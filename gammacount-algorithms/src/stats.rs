//! Goodness-of-fit statistics.

use gammacount_core::{Error, Result};

/// Reduced chi-square `Σ((data − model)/σ)² / (N − free_params)`.
///
/// Without `std` every point has unit weight.
///
/// # Errors
/// Returns `InvalidParameter` if the slices differ in length, a σ is not
/// strictly positive, or there are no degrees of freedom left.
pub fn reduced_chi_square(
    data: &[f64],
    model: &[f64],
    std: Option<&[f64]>,
    free_params: usize,
) -> Result<f64> {
    Error::ensure(
        data.len() == model.len(),
        "model",
        format!("{} model points for {} data", model.len(), data.len()),
    )?;
    Error::ensure(
        data.len() > free_params,
        "data",
        format!(
            "{} points leave no degrees of freedom for {free_params} parameters",
            data.len()
        ),
    )?;

    let chi_square: f64 = match std {
        Some(std) => {
            Error::ensure(
                std.len() == data.len(),
                "std",
                format!("{} uncertainties for {} points", std.len(), data.len()),
            )?;
            Error::ensure(
                std.iter().all(|s| *s > 0.0),
                "std",
                "uncertainties must be greater than zero",
            )?;
            data.iter()
                .zip(model)
                .zip(std)
                .map(|((d, m), s)| ((d - m) / s).powi(2))
                .sum()
        }
        None => data.iter().zip(model).map(|(d, m)| (d - m).powi(2)).sum(),
    };

    #[allow(clippy::cast_precision_loss)]
    let dof = (data.len() - free_params) as f64;
    Ok(chi_square / dof)
}
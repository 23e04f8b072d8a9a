//! Memory-mapped file access.

use std::fs::File;
use std::path::{Path, PathBuf};

use memmap2::Mmap;

use crate::Result;

/// A read-only memory-mapped file.
pub struct MappedFile {
    mmap: Mmap,
    path: PathBuf,
}

impl MappedFile {
    /// Maps a file for reading.
    ///
    /// # Errors
    /// Returns an error if the file cannot be opened or memory-mapped.
    pub fn open<P: AsRef<Path>>(path: P) -> Result<Self> {
        let file = File::open(&path)?;
        // SAFETY: The file is opened read-only and we assume it is not modified concurrently.
        // This is the standard safety contract for memory mapping.
        #[allow(unsafe_code)]
        let mmap = unsafe { Mmap::map(&file)? };
        Ok(Self {
            mmap,
            path: path.as_ref().to_path_buf(),
        })
    }

    /// Returns the file contents as a byte slice.
    #[must_use]
    pub fn as_bytes(&self) -> &[u8] {
        &self.mmap[..]
    }

    /// Returns the path the file was opened from.
    #[must_use]
    pub fn path(&self) -> &Path {
        &self.path
    }

    /// Returns the file size in bytes.
    #[must_use]
    pub fn len(&self) -> usize {
        self.mmap.len()
    }

    /// Returns true if the file is empty.
    #[must_use]
    pub fn is_empty(&self) -> bool {
        self.mmap.is_empty()
    }
}
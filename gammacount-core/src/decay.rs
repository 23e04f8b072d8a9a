//! Radioactive decay.
//!
//! Pure functions over half-lives in seconds. Every function validates its
//! physical inputs and returns [`Error::InvalidParameter`] instead of
//! clamping them.

use std::f64::consts::LN_2;

use crate::error::{Error, Result};
use crate::units::ActivityUnit;

fn check_half_life(half_life: f64) -> Result<()> {
    Error::ensure(
        half_life.is_finite() && half_life > 0.0,
        "half_life",
        format!("must be greater than zero, got {half_life}"),
    )
}

fn check_population(n: f64) -> Result<()> {
    Error::ensure(
        n.is_finite() && n >= 0.0,
        "n",
        format!("must be greater than or equal to zero, got {n}"),
    )
}

fn check_non_negative(name: &'static str, value: f64) -> Result<()> {
    Error::ensure(
        value.is_finite() && value >= 0.0,
        name,
        format!("must be greater than or equal to zero, got {value}"),
    )
}

/// Decay constant `λ = ln 2 / half_life` in 1/s.
///
/// # Errors
/// Returns `InvalidParameter` if `half_life <= 0`.
pub fn decay_constant(half_life: f64) -> Result<f64> {
    check_half_life(half_life)?;
    Ok(LN_2 / half_life)
}

/// Half-life for a decay constant.
///
/// # Errors
/// Returns `InvalidParameter` if `decay_constant <= 0`.
pub fn half_life(decay_constant: f64) -> Result<f64> {
    Error::ensure(
        decay_constant.is_finite() && decay_constant > 0.0,
        "decay_constant",
        format!("must be greater than zero, got {decay_constant}"),
    )?;
    Ok(LN_2 / decay_constant)
}

/// Activity `λ·n·e^{-λt}` of `n` atoms after `t` seconds.
///
/// # Errors
/// Returns `InvalidParameter` for a non-positive half-life or negative `n`/`t`.
pub fn activity(half_life: f64, n: f64, t: f64) -> Result<f64> {
    check_population(n)?;
    check_non_negative("t", t)?;
    let lambda = decay_constant(half_life)?;
    Ok(lambda * n * (-lambda * t).exp())
}

/// Decays `n0` (given in `units`) for `t` seconds.
///
/// The result is in the base unit: Bq for activity units, atoms for
/// [`ActivityUnit::Atoms`]. Unrecognised units are tolerated with a logged
/// warning and treated as already being in the base unit.
///
/// # Errors
/// Returns `InvalidParameter` for a non-positive half-life or negative `n0`/`t`.
pub fn decay(half_life: f64, n0: f64, t: f64, units: &ActivityUnit) -> Result<f64> {
    check_population(n0)?;
    check_non_negative("t", t)?;
    let lambda = decay_constant(half_life)?;
    units.warn_if_unrecognized();
    Ok(n0 * units.to_base_factor() * (-lambda * t).exp())
}

/// Atoms present after irradiating for `t_irr` seconds and cooling for
/// `cooling` seconds.
///
/// Production is `rate · volume · source` atoms per second (reaction rate per
/// source particle per unit volume, times source strength and volume);
/// `n` atoms already present decay alongside.
///
/// # Errors
/// Returns `InvalidParameter` if any input is out of range (`volume` must be
/// strictly positive, all others non-negative).
pub fn production_decay(
    half_life: f64,
    n: f64,
    t_irr: f64,
    rate: f64,
    source: f64,
    volume: f64,
    cooling: f64,
) -> Result<f64> {
    check_population(n)?;
    check_non_negative("t_irr", t_irr)?;
    check_non_negative("cooling", cooling)?;
    check_non_negative("rate", rate)?;
    check_non_negative("source", source)?;
    Error::ensure(
        volume.is_finite() && volume > 0.0,
        "volume",
        format!("must be greater than zero, got {volume}"),
    )?;
    let lambda = decay_constant(half_life)?;

    let survive = (-lambda * t_irr).exp();
    let produced = rate * volume * source / lambda * -(-lambda * t_irr).exp_m1();
    let n0 = produced + n * survive;
    Ok(n0 * (-lambda * cooling).exp())
}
★ ★ ★
Assignment: Reproduce the data exactly. Keep every line intact.

Answer box:
filename gammacount-algorithms/src/stats.rs
//! Goodness-of-fit statistics.

use gammacount_core::{Error, Result};

/// Reduced chi-square `Σ((data − model)/σ)² / (N − free_params)`.
///
/// Without `std` every point has unit weight.
///
/// # Errors
/// Returns `InvalidParameter` if the slices differ in length, a σ is not
/// strictly positive, or there are no degrees of freedom left.
pub fn reduced_chi_square(
    data: &[f64],
    model: &[f64],
    std: Option<&[f64]>,
    free_params: usize,
) -> Result<f64> {
    Error::ensure(
        data.len() == model.len(),
        "model",
        format!("{} model points for {} data", model.len(), data.len()),
    )?;
    Error::ensure(
        data.len() > free_params,
        "data",
        format!(
            "{} points leave no degrees of freedom for {free_params} parameters",
            data.len()
        ),
    )?;

    let chi_square: f64 = match std {
        Some(std) => {
            Error::ensure(
                std.len() == data.len(),
                "std",
                format!("{} uncertainties for {} points", std.len(), data.len()),
            )?;
            Error::ensure(
                std.iter().all(|s| *s > 0.0),
                "std",
                "uncertainties must be greater than zero",
            )?;
            data.iter()
                .zip(model)
                .zip(std)
                .map(|((d, m), s)| ((d - m) / s).powi(2))
                .sum()
        }
        None => data.iter().zip(model).map(|(d, m)| (d - m).powi(2)).sum(),
    };

    #[allow(clippy::cast_precision_loss)]
    let dof = (data.len() - free_params) as f64;
    Ok(chi_square / dof)
}
repository 23e04f8b072d8a9a
//! Memory-mapped file access.

use std::fs::File;
use std::path::{Path, PathBuf};

use memmap2::Mmap;

use crate::Result;

/// A read-only memory-mapped file.
pub struct MappedFile {
    mmap: Mmap,
    path: PathBuf,
}

impl MappedFile {
    /// Maps a file for reading.
    ///
    /// # Errors
    /// Returns an error if the file cannot be opened or memory-mapped.
    pub fn open<P: AsRef<Path>>(path: P) -> Result<Self> {
        let file = File::open(&path)?;
        // SAFETY: The file is opened read-only and we assume it is not modified concurrently.
        // This is the standard safety contract for memory mapping.
        #[allow(unsafe_code)]
        let mmap = unsafe { Mmap::map(&file)? };
        Ok(Self {
            mmap,
            path: path.as_ref().to_path_buf(),
        })
    }

    /// Returns the file contents as a byte slice.
    #[must_use]
    pub fn as_bytes(&self) -> &[u8] {
        &self.mmap[..]
    }

    /// Returns the path the file was opened from.
    #[must_use]
    pub fn path(&self) -> &Path {
        &self.path
    }

    /// Returns the file size in bytes.
    #[must_use]
    pub fn len(&self) -> usize {
        self.mmap.len()
    }

    /// Returns true if the file is empty.
    #[must_use]
    pub fn is_empty(&self) -> bool {
        self.mmap.is_empty()
    }
}
filename gammacount-core/src/decay.rs
repository 23e04f8b072d8a9a
//! Radioactive decay.
//!
//! Pure functions over half-lives in seconds. Every function validates its
//! physical inputs and returns [`Error::InvalidParameter`] instead of
//! clamping them.

use std::f64::consts::LN_2;

use crate::error::{Error, Result};
use crate::units::ActivityUnit;

fn check_half_life(half_life: f64) -> Result<()> {
    Error::ensure(
        half_life.is_finite() && half_life > 0.0,
        "half_life",
        format!("must be greater than zero, got {half_life}"),
    )
}

fn check_population(n: f64) -> Result<()> {
    Error::ensure(
        n.is_finite() && n >= 0.0,
        "n",
        format!("must be greater than or equal to zero, got {n}"),
    )
}

fn check_non_negative(name: &'static str, value: f64) -> Result<()> {
    Error::ensure(
        value.is_finite() && value >= 0.0,
        name,
        format!("must be greater than or equal to zero, got {value}"),
    )
}

/// Decay constant `λ = ln 2 / half_life` in 1/s.
///
/// # Errors
/// Returns `InvalidParameter` if `half_life <= 0`.
pub fn decay_constant(half_life: f64) -> Result<f64> {
    check_half_life(half_life)?;
    Ok(LN_2 / half_life)
}

/// Half-life for a decay constant.
///
/// # Errors
/// Returns `InvalidParameter` if `decay_constant <= 0`.
pub fn half_life(decay_constant: f64) -> Result<f64> {
    Error::ensure(
        decay_constant.is_finite() && decay_constant > 0.0,
        "decay_constant",
        format!("must be greater than zero, got {decay_constant}"),
    )?;
    Ok(LN_2 / decay_constant)
}

/// Activity `λ·n·e^{-λt}` of `n` atoms after `t` seconds.
///
/// # Errors
/// Returns `InvalidParameter` for a non-positive half-life or negative `n`/`t`.
pub fn activity(half_life: f64, n: f64, t: f64) -> Result<f64> {
    check_population(n)?;
    check_non_negative("t", t)?;
    let lambda = decay_constant(half_life)?;
    Ok(lambda * n * (-lambda * t).exp())
}

/// Decays `n0` (given in `units`) for `t` seconds.
///
/// The result is in the base unit: Bq for activity units, atoms for
/// [`ActivityUnit::Atoms`]. Unrecognised units are tolerated with a logged
/// warning and treated as already being in the base unit.
///
/// # Errors
/// Returns `InvalidParameter` for a non-positive half-life or negative `n0`/`t`.
pub fn decay(half_life: f64, n0: f64, t: f64, units: &ActivityUnit) -> Result<f64> {
    check_population(n0)?;
    check_non_negative("t", t)?;
    let lambda = decay_constant(half_life)?;
    units.warn_if_unrecognized();
    Ok(n0 * units.to_base_factor() * (-lambda * t).exp())
}

/// Atoms present after irradiating for `t_irr` seconds and cooling for
/// `cooling` seconds.
///
/// Production is `rate · volume · source` atoms per second (reaction rate per
/// source particle per unit volume, times source strength and volume);
/// `n` atoms already present decay alongside.
///
/// # Errors
/// Returns `InvalidParameter` if any input is out of range (`volume` must be
/// strictly positive, all others non-negative).
pub fn production_decay(
    half_life: f64,
    n: f64,
    t_irr: f64,
    rate: f64,
    source: f64,
    volume: f64,
    cooling: f64,
) -> Result<f64> {
    check_population(n)?;
    check_non_negative("t_irr", t_irr)?;
    check_non_negative("cooling", cooling)?;
    check_non_negative("rate", rate)?;
    check_non_negative("source", source)?;
    Error::ensure(
        volume.is_finite() && volume > 0.0,
        "volume",
        format!("must be greater than zero, got {volume}"),
    )?;
    let lambda = decay_constant(half_life)?;

    let survive = (-lambda * t_irr).exp();
    let produced = rate * volume * source / lambda * -(-lambda * t_irr).exp_m1();
    let n0 = produced + n * survive;
    Ok(n0 * (-lambda * cooling).exp())
}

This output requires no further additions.